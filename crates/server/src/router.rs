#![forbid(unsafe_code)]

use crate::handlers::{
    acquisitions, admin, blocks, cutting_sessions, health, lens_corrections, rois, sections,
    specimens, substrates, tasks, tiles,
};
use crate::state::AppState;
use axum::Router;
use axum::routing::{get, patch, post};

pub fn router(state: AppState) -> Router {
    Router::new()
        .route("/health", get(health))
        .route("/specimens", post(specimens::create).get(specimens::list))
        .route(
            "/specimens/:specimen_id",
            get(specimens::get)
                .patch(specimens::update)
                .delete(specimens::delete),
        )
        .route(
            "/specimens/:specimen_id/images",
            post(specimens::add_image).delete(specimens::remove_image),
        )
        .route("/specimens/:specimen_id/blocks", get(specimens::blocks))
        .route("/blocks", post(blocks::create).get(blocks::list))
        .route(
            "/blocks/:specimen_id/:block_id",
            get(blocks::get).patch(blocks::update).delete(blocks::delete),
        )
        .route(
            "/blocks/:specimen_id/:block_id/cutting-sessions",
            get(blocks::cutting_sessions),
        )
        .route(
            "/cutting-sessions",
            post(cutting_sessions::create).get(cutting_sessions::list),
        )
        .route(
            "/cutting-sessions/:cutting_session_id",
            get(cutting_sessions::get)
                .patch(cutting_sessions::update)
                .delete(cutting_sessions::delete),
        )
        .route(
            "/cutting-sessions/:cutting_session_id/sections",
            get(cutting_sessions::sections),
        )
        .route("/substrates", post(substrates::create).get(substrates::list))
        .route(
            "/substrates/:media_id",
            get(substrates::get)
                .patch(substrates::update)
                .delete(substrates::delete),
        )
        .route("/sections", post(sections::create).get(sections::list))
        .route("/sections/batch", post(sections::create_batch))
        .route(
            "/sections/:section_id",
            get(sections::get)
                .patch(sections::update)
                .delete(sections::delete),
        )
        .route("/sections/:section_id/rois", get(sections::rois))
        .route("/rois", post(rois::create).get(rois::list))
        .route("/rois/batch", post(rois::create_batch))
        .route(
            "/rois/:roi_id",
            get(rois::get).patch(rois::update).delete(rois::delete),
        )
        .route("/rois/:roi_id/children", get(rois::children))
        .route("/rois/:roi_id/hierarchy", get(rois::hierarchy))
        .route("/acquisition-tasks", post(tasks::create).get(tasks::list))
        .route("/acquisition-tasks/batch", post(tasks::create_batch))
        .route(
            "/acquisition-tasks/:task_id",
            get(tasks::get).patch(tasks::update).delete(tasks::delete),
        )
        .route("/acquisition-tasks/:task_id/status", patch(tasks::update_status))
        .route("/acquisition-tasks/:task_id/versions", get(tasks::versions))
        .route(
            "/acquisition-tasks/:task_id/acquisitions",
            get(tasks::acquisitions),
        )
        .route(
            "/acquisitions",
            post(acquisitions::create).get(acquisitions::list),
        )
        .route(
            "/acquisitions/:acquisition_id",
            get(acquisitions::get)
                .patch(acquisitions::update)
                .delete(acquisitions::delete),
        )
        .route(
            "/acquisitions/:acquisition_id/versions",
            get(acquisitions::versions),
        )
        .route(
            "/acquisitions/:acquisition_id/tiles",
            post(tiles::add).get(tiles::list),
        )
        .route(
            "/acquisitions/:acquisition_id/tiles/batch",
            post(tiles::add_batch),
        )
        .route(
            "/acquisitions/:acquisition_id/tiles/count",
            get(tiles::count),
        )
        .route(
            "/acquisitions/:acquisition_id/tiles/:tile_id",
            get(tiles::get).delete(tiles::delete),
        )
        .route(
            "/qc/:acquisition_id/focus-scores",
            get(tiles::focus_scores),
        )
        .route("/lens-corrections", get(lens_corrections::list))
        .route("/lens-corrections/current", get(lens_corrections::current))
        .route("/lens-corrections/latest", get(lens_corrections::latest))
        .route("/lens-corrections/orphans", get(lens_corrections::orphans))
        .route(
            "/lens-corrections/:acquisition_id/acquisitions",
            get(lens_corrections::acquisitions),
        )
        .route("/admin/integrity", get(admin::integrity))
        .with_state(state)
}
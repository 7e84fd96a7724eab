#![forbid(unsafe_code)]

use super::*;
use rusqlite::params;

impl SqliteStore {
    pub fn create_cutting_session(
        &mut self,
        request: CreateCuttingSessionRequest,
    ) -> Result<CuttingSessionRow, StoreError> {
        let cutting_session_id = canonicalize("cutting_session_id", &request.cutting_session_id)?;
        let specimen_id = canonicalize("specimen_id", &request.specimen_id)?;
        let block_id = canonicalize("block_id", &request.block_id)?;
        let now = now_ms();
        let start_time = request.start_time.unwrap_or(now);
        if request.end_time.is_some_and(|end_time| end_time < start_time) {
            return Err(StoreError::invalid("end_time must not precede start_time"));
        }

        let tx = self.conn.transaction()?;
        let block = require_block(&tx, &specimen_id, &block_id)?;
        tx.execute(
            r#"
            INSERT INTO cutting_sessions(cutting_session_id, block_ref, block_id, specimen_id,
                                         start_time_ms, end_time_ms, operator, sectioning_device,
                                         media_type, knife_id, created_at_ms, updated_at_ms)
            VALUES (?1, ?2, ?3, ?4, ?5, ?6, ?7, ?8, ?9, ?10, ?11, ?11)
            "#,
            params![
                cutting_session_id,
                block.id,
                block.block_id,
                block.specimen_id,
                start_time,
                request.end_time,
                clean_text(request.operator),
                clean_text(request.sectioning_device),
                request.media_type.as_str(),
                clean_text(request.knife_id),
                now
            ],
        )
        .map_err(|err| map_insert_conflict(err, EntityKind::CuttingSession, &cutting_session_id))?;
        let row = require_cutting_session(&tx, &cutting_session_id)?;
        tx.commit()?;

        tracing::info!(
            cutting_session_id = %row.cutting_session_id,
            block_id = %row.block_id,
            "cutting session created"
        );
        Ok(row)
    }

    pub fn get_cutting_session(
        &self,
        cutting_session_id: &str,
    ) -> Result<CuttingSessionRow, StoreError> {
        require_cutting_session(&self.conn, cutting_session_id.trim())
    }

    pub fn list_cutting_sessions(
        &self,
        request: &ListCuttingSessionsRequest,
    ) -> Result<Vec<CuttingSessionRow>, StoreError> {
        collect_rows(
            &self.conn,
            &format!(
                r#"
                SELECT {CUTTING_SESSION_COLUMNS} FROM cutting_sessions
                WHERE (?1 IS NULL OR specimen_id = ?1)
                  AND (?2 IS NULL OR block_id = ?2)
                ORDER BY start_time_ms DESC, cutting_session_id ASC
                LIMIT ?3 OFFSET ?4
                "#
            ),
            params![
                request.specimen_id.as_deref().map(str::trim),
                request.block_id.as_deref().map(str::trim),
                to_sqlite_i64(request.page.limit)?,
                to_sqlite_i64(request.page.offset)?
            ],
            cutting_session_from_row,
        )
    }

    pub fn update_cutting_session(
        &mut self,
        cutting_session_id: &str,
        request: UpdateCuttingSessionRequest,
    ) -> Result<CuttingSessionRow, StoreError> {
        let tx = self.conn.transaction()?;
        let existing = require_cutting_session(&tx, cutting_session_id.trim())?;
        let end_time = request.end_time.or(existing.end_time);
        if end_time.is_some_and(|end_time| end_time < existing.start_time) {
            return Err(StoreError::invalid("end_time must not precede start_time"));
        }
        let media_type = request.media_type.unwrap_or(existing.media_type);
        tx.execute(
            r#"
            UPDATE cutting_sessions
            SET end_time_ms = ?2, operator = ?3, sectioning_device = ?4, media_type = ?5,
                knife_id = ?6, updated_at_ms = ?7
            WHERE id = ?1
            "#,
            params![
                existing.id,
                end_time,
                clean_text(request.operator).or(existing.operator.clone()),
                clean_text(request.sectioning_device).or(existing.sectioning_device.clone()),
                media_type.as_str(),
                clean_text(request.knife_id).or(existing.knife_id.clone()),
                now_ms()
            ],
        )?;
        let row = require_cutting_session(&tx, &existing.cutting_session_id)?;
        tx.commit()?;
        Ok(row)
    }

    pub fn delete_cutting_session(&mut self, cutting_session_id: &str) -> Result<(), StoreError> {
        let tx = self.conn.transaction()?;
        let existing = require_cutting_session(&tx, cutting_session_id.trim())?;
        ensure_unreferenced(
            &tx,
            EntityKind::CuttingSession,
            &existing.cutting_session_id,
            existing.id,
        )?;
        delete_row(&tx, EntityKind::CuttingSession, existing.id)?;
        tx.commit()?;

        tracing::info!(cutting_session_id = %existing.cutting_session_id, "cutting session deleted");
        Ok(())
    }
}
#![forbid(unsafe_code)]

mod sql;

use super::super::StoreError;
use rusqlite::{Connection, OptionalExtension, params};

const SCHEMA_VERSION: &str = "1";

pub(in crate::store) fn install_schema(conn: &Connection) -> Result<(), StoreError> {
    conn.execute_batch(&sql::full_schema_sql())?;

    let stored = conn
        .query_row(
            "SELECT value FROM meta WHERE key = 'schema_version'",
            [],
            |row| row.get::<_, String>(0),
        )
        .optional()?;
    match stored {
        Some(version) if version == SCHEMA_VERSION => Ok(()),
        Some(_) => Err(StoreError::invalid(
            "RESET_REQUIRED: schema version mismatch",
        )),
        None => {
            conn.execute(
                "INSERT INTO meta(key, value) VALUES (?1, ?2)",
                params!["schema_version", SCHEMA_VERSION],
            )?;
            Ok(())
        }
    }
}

#### Problem description
Show every line above where "super" is found.

#### Result of this exercise
use super::*;
use super::super::StoreError;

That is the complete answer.